Work request:
Word for word, restate the entries below from their first line through the line that contains "pub fn read_rows(path: &Path)".

Information:
____
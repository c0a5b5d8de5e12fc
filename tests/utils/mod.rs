#![allow(dead_code)]

use cm1_sounding::MemorySource;
use ndarray::{ArrayD, IxDyn};
use std::path::Path;

pub const PRESSURE: [f64; 3] = [100_000.0, 90_000.0, 80_000.0];
pub const THETA: [f64; 3] = [300.0, 305.0, 310.0];
pub const QV: [f64; 3] = [0.01, 0.008, 0.006];
pub const U: [f64; 3] = [5.0, 6.0, 7.0];
pub const V: [f64; 3] = [0.0, 0.0, 0.0];
pub const UINTERP: [f64; 3] = [-3.0, 0.0, 3.0];
pub const VINTERP: [f64; 3] = [-4.0, -4.0, -4.0];
pub const Z: [f64; 3] = [0.0, 1.0, 2.0];

/// The three level column from the documented example run, at a single grid point.
pub fn three_level_source() -> MemorySource {
    MemorySource::new()
        .with_column_variable("prs", PRESSURE.to_vec())
        .with_column_variable("th", THETA.to_vec())
        .with_column_variable("qv", QV.to_vec())
        .with_column_variable("u", U.to_vec())
        .with_column_variable("v", V.to_vec())
        .with_column_variable("uinterp", UINTERP.to_vec())
        .with_column_variable("vinterp", VINTERP.to_vec())
        .with_coordinate("z", Z.to_vec())
}

/// Pressure offset (Pa) applied to the column at `ix` in `grid_source`.
pub fn grid_offset(t: usize, y: usize, x: usize) -> f64 {
    (t * 100 + y * 20 + x * 10) as f64
}

/// A (time, level, y, x) = (2, 3, 2, 3) grid where every column has a different pressure.
pub fn grid_source() -> MemorySource {
    let shape = vec![2, 3, 2, 3];
    let field = |vals: [f64; 3]| ArrayD::from_shape_fn(shape.clone(), |ix: IxDyn| vals[ix[1]]);

    let prs = ArrayD::from_shape_fn(shape.clone(), |ix: IxDyn| {
        PRESSURE[ix[1]] - grid_offset(ix[0], ix[2], ix[3])
    });

    MemorySource::new()
        .with_array("prs", prs)
        .with_array("th", field(THETA))
        .with_array("qv", field(QV))
        .with_array("u", field(U))
        .with_array("v", field(V))
        .with_coordinate("z", Z.to_vec())
}

/// Read a sounding file and return its data rows split into columns.
pub fn read_rows(path: &Path) -> Vec<Vec<f64>> {
    let text = std::fs::read_to_string(path).expect("error reading sounding");

    text.lines()
        .skip_while(|line| *line != "%RAW%")
        .skip(1)
        .take_while(|line| *line != "%END%")
        .map(|line| {
            line.split(", ")
                .map(|val| val.trim().parse::<f64>().expect("bad value in row"))
                .collect()
        })
        .collect()
}

pub fn approx_equal(val1: f64, val2: f64, eps: f64) -> bool {
    assert!(eps > 0.0);

    (val1 - val2).abs() < eps
}
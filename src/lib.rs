#![warn(missing_docs)]
//! Extract a vertical profile from [CM1](https://www2.mmm.ucar.edu/people/bryan/cm1/) model
//! output and write it as a [SHARPpy](https://github.com/sharppy/SHARPpy) sounding.
//!
//! The work is a straight pipeline:
//!
//!  1. [`Cli`] turns the command line into an [`InvocationConfig`].
//!  2. [`extract_profile`] reads the raw columns from a [`FieldSource`] at one grid point.
//!  3. [`derive_sounding`] converts them into temperature, dew point and wind.
//!  4. [`write_sounding_file`] writes the SHARPpy text file.
//!
//! [`run`] performs all of these steps for a netCDF file on disk, [`run_with_source`] does the
//! same for any other source.
//!
//! # Examples
//!
//! ```rust
//! use cm1_sounding::{run_with_source, InvocationConfig, MemorySource};
//!
//! let src = MemorySource::new()
//!     .with_column_variable("prs", vec![100_000.0, 90_000.0, 80_000.0])
//!     .with_column_variable("th", vec![300.0, 305.0, 310.0])
//!     .with_column_variable("qv", vec![0.01, 0.008, 0.006])
//!     .with_column_variable("u", vec![5.0, 6.0, 7.0])
//!     .with_column_variable("v", vec![0.0, 0.0, 0.0])
//!     .with_coordinate("z", vec![0.0, 1.0, 2.0]);
//!
//! let dir = std::env::temp_dir();
//! let cfg = InvocationConfig::new("cm1out.nc", dir.join("cm1_sounding_doc.snd"));
//!
//! let snd = run_with_source(&src, &cfg).unwrap();
//! assert_eq!(snd.num_levels(), 3);
//! # std::fs::remove_file(&cfg.output).ok();
//! ```

//
// API
//
pub use crate::{
    cli::Cli,
    config::{GridIndex, InvocationConfig, MixingRatioUnits, WindSource},
    error::{Result, SoundingError},
    extract::{extract_profile, RawFieldSet},
    profile::derive_sounding,
    sounding::{DataRow, GridLocation, Sounding},
    source::{FieldSource, MemorySource, NetCdfSource},
    writer::{write_sounding, write_sounding_file},
};

pub mod met_formulas;
pub mod profile;
pub mod writer;

//
// Internal use only
//
mod cli;
mod config;
mod error;
mod extract;
mod sounding;
mod source;

use log::info;

/// Build the sounding described by `config` from `source` and write it to `config.output`.
pub fn run_with_source<S>(source: &S, config: &InvocationConfig) -> Result<Sounding>
where
    S: FieldSource + ?Sized,
{
    let index = config.grid_index()?;
    let raw = extract_profile(source, index, config)?;
    info!("extracted {} levels at {:?}", raw.num_levels(), index);

    let snd = build_sounding(&raw, config)?;
    write_sounding_file(&snd, &config.output)?;

    Ok(snd)
}

/// Run the whole pipeline against the netCDF file named in `config`.
///
/// The input file is closed before the sounding is derived and written.
pub fn run(config: &InvocationConfig) -> Result<Sounding> {
    let index = config.grid_index()?;

    let raw = {
        let source = NetCdfSource::open(&config.input)?;
        extract_profile(&source, index, config)?
    };
    info!(
        "extracted {} levels from {} at {:?}",
        raw.num_levels(),
        config.input.display(),
        index
    );

    let snd = build_sounding(&raw, config)?;
    write_sounding_file(&snd, &config.output)?;

    Ok(snd)
}

fn build_sounding(raw: &RawFieldSet, config: &InvocationConfig) -> Result<Sounding> {
    let snd = derive_sounding(raw, config.qv_units)?
        .with_source_description(format!("CM1 output {}", config.input.display()))
        .with_location(GridLocation::new(config.x, config.y, config.t))
        .with_valid_time(config.valid_time);

    Ok(snd)
}
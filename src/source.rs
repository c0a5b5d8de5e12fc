//! Sources of gridded model fields.
//!
//! A [`FieldSource`] is anything that can hand back a vertical column of a named 4-D
//! (time, level, y, x) variable, or an entire 1-D variable. The file backed implementation
//! reads CM1 netCDF output, the in-memory implementation is useful for tests or when the
//! arrays already live in memory.

use crate::{config::GridIndex, error::Result};

mod memory;
mod netcdf_source;

pub use self::{memory::MemorySource, netcdf_source::NetCdfSource};

/// The minimal capability needed to build a sounding.
pub trait FieldSource {
    /// Read the vertical profile of a (time, level, y, x) variable at `index`.
    ///
    /// Fails with `MissingVariable` if there is no such variable and with `IndexOutOfRange`
    /// if the variable does not have four dimensions or `index` lies outside them.
    fn read_variable(&self, name: &str, index: GridIndex) -> Result<Vec<f64>>;

    /// Read every value of a one dimensional variable.
    fn read_coordinate(&self, name: &str) -> Result<Vec<f64>>;
}

impl<'a, S: FieldSource + ?Sized> FieldSource for &'a S {
    fn read_variable(&self, name: &str, index: GridIndex) -> Result<Vec<f64>> {
        (**self).read_variable(name, index)
    }

    fn read_coordinate(&self, name: &str) -> Result<Vec<f64>> {
        (**self).read_coordinate(name)
    }
}

/// Check a 4-D shape against an index, shared by the implementations.
pub(crate) fn check_column_index(name: &str, shape: &[usize], index: GridIndex) -> Result<()> {
    use crate::error::SoundingError;

    if shape.len() != 4 {
        return Err(SoundingError::index_out_of_range(
            name,
            format!(
                "expected 4 dimensions (time, level, y, x), found {}",
                shape.len()
            ),
        ));
    }

    let checks = [("t", index.t, shape[0]), ("y", index.y, shape[2]), ("x", index.x, shape[3])];
    for &(axis, idx, len) in checks.iter() {
        if idx >= len {
            return Err(SoundingError::index_out_of_range(
                name,
                format!("{} = {} but the dimension has size {}", axis, idx, len),
            ));
        }
    }

    Ok(())
}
____
Response to the task:
repository c0a5b5d8de5e12fc
filename tests/utils/mod.rs
#![allow(dead_code)]

use cm1_sounding::MemorySource;
use ndarray::{ArrayD, IxDyn};
use std::path::Path;

pub const PRESSURE: [f64; 3] = [100_000.0, 90_000.0, 80_000.0];
pub const THETA: [f64; 3] = [300.0, 305.0, 310.0];
pub const QV: [f64; 3] = [0.01, 0.008, 0.006];
pub const U: [f64; 3] = [5.0, 6.0, 7.0];
pub const V: [f64; 3] = [0.0, 0.0, 0.0];
pub const UINTERP: [f64; 3] = [-3.0, 0.0, 3.0];
pub const VINTERP: [f64; 3] = [-4.0, -4.0, -4.0];
pub const Z: [f64; 3] = [0.0, 1.0, 2.0];

/// The three level column from the documented example run, at a single grid point.
pub fn three_level_source() -> MemorySource {
    MemorySource::new()
        .with_column_variable("prs", PRESSURE.to_vec())
        .with_column_variable("th", THETA.to_vec())
        .with_column_variable("qv", QV.to_vec())
        .with_column_variable("u", U.to_vec())
        .with_column_variable("v", V.to_vec())
        .with_column_variable("uinterp", UINTERP.to_vec())
        .with_column_variable("vinterp", VINTERP.to_vec())
        .with_coordinate("z", Z.to_vec())
}

/// Pressure offset (Pa) applied to the column at `ix` in `grid_source`.
pub fn grid_offset(t: usize, y: usize, x: usize) -> f64 {
    (t * 100 + y * 20 + x * 10) as f64
}

/// A (time, level, y, x) = (2, 3, 2, 3) grid where every column has a different pressure.
pub fn grid_source() -> MemorySource {
    let shape = vec![2, 3, 2, 3];
    let field = |vals: [f64; 3]| ArrayD::from_shape_fn(shape.clone(), |ix: IxDyn| vals[ix[1]]);

    let prs = ArrayD::from_shape_fn(shape.clone(), |ix: IxDyn| {
        PRESSURE[ix[1]] - grid_offset(ix[0], ix[2], ix[3])
    });

    MemorySource::new()
        .with_array("prs", prs)
        .with_array("th", field(THETA))
        .with_array("qv", field(QV))
        .with_array("u", field(U))
        .with_array("v", field(V))
        .with_coordinate("z", Z.to_vec())
}

/// Read a sounding file and return its data rows split into columns.
pub fn read_rows(path: &Path) -> Vec<Vec<f64>> {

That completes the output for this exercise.